Data items:
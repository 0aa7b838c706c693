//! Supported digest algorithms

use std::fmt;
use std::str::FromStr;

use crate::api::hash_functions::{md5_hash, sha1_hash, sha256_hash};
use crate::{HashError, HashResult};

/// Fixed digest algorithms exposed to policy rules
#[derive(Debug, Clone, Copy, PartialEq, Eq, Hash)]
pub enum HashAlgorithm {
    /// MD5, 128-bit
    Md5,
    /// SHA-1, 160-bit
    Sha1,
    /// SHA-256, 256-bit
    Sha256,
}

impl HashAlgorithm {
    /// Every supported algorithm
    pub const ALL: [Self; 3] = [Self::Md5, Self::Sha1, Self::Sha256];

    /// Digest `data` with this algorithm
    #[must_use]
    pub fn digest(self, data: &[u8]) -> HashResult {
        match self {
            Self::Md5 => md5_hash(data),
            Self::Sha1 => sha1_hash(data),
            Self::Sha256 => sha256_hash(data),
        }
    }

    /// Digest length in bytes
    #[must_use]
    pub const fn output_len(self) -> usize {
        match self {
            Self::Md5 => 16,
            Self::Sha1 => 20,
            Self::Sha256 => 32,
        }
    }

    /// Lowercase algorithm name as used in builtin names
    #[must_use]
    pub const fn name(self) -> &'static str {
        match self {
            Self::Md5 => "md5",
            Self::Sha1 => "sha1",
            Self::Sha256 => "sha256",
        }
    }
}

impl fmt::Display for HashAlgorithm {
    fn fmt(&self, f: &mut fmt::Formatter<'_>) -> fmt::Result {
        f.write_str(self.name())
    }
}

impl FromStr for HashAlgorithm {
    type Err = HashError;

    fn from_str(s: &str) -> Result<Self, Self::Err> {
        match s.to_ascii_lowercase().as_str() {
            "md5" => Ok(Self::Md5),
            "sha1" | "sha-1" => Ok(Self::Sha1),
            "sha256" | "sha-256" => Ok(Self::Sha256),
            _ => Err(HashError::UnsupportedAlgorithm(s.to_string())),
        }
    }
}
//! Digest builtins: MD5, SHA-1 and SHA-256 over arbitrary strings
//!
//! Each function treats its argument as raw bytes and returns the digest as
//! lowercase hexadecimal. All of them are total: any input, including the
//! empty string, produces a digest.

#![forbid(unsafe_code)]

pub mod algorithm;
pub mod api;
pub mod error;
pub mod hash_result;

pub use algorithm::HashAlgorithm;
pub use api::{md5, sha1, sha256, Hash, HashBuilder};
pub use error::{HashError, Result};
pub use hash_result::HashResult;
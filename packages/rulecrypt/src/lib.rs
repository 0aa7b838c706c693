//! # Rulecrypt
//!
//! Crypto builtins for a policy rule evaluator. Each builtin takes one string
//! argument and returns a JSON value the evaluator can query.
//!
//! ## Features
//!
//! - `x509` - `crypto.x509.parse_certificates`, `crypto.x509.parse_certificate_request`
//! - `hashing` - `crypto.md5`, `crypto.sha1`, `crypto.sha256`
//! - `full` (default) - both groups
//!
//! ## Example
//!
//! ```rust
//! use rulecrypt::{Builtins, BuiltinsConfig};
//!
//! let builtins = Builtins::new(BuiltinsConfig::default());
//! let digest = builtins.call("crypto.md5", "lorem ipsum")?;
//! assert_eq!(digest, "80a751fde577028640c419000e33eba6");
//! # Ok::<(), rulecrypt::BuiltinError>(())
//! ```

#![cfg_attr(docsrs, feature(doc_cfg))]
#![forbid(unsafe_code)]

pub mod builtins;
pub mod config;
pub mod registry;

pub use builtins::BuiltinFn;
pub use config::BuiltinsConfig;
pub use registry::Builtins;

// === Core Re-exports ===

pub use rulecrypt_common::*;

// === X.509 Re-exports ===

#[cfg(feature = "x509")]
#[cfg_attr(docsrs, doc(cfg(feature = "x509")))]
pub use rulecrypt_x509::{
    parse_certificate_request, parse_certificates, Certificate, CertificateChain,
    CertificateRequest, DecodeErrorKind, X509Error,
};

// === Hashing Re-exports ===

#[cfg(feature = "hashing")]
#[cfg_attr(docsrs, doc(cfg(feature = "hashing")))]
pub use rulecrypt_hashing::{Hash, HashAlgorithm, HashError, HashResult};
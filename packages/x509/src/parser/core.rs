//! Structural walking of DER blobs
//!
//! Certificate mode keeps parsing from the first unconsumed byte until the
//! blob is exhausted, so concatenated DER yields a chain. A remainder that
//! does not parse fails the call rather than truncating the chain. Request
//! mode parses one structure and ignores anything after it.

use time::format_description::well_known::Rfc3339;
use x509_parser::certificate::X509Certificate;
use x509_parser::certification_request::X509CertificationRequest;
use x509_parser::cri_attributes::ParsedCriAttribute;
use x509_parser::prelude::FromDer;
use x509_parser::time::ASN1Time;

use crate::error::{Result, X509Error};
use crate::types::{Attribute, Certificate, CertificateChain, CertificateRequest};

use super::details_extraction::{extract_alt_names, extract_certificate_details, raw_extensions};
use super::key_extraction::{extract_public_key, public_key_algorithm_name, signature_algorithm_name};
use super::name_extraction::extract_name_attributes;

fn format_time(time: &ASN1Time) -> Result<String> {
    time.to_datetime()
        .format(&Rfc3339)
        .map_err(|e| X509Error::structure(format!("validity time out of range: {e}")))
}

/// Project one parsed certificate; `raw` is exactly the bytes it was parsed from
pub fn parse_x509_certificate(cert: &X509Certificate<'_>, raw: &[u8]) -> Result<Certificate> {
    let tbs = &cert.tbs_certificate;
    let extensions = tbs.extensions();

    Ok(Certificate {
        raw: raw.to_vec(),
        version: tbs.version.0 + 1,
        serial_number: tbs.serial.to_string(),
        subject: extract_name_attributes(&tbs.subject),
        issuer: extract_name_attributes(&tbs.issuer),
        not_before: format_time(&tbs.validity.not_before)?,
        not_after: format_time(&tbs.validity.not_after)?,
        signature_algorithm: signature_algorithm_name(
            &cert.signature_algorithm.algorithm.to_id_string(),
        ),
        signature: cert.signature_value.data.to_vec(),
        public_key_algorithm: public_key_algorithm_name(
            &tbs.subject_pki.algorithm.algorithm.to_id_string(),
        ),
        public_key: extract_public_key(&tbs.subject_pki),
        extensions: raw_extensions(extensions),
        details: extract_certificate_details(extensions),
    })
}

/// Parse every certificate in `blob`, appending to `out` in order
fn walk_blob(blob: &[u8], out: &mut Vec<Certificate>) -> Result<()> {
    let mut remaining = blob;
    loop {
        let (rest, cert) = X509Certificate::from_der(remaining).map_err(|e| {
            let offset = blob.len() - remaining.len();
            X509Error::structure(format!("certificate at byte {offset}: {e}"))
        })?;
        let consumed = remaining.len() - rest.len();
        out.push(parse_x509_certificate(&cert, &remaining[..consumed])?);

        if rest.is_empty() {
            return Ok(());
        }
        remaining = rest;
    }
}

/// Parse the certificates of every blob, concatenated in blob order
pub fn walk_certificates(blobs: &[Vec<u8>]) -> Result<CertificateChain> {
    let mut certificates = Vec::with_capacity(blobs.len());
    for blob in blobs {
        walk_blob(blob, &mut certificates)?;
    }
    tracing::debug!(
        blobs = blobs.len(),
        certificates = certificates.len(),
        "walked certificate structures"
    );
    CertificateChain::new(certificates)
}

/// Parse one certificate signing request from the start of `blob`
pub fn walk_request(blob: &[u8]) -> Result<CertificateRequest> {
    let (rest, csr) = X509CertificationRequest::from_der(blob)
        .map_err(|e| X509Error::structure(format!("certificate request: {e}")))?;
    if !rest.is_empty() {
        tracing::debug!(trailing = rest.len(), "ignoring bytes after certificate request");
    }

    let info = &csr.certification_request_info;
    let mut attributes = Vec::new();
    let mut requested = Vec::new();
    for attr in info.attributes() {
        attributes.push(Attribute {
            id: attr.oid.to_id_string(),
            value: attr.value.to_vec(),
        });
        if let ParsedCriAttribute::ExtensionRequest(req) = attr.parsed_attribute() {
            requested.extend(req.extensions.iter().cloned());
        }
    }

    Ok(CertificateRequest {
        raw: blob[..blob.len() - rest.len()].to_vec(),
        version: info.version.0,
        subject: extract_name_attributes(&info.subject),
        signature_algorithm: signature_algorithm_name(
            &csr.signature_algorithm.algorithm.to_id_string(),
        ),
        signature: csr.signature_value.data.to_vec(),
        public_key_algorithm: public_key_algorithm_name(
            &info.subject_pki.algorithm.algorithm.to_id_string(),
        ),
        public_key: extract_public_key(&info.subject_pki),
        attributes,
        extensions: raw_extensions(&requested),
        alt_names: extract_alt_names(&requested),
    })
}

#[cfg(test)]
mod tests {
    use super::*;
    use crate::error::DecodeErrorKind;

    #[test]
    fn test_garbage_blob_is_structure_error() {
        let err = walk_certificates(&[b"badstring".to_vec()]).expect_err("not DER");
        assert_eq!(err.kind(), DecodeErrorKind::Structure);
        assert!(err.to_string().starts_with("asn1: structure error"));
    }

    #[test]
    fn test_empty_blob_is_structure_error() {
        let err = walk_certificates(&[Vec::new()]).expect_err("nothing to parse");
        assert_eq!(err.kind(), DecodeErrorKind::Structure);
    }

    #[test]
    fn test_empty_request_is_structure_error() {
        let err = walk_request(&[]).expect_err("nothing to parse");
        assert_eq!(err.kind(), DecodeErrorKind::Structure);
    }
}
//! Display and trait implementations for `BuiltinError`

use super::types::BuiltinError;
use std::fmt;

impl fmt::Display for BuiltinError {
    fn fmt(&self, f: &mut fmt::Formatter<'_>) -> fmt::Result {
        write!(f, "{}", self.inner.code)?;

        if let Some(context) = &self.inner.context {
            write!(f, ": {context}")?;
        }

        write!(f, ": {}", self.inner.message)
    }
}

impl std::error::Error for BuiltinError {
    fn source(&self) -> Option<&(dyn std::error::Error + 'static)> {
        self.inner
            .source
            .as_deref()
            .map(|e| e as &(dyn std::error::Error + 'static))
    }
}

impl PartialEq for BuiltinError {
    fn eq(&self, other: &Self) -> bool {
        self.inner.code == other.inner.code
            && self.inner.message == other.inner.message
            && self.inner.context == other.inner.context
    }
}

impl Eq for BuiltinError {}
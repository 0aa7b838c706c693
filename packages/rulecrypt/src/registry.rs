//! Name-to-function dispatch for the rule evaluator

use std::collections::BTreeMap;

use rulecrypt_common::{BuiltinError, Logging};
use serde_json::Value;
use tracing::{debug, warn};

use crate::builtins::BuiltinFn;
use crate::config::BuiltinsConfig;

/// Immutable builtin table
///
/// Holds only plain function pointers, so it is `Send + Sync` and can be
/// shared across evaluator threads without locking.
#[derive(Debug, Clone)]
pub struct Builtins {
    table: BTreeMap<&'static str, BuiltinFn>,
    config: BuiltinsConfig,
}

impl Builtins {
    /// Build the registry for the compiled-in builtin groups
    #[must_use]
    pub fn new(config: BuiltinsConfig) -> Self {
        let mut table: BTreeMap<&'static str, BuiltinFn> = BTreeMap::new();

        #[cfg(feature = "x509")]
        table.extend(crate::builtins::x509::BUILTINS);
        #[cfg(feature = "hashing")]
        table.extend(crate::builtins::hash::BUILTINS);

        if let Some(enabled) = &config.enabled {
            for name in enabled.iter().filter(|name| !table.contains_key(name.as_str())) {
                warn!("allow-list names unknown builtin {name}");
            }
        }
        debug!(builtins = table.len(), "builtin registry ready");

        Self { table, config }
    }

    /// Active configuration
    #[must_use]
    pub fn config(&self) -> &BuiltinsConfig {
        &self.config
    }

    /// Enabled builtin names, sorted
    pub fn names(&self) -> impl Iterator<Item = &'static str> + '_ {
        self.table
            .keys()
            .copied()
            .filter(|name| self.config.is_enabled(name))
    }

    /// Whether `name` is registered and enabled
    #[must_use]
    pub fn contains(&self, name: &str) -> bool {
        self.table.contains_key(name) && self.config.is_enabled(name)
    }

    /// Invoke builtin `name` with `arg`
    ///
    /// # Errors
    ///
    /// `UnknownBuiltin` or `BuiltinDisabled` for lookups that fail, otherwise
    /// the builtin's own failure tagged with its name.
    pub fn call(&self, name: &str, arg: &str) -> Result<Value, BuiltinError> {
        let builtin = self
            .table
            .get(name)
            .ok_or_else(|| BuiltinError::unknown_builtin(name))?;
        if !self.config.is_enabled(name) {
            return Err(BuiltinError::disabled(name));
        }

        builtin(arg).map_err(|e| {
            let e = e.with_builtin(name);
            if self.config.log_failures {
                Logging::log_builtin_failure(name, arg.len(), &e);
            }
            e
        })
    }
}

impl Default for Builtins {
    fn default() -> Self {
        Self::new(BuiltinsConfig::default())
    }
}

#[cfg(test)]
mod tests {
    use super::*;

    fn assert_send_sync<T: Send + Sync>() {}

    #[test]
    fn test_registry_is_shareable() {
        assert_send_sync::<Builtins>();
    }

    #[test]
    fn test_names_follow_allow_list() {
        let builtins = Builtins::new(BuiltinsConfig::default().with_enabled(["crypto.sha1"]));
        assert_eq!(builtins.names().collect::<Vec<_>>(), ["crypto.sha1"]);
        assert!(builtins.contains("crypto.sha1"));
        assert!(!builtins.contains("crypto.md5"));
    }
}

Problem requirements:
Reproduce the lines of the entries above from the one with "in builtin names" to the one with "pub use algorithm::HashAlgorithm;", both included, exactly and without any other line.

Written response:
    /// Lowercase algorithm name as used in builtin names
    #[must_use]
    pub const fn name(self) -> &'static str {
        match self {
            Self::Md5 => "md5",
            Self::Sha1 => "sha1",
            Self::Sha256 => "sha256",
        }
    }
}

impl fmt::Display for HashAlgorithm {
    fn fmt(&self, f: &mut fmt::Formatter<'_>) -> fmt::Result {
        f.write_str(self.name())
    }
}

impl FromStr for HashAlgorithm {
    type Err = HashError;

    fn from_str(s: &str) -> Result<Self, Self::Err> {
        match s.to_ascii_lowercase().as_str() {
            "md5" => Ok(Self::Md5),
            "sha1" | "sha-1" => Ok(Self::Sha1),
            "sha256" | "sha-256" => Ok(Self::Sha256),
            _ => Err(HashError::UnsupportedAlgorithm(s.to_string())),
        }
    }
}
//! Digest builtins: MD5, SHA-1 and SHA-256 over arbitrary strings
//!
//! Each function treats its argument as raw bytes and returns the digest as
//! lowercase hexadecimal. All of them are total: any input, including the
//! empty string, produces a digest.

#![forbid(unsafe_code)]

pub mod algorithm;
pub mod api;
pub mod error;
pub mod hash_result;

pub use algorithm::HashAlgorithm;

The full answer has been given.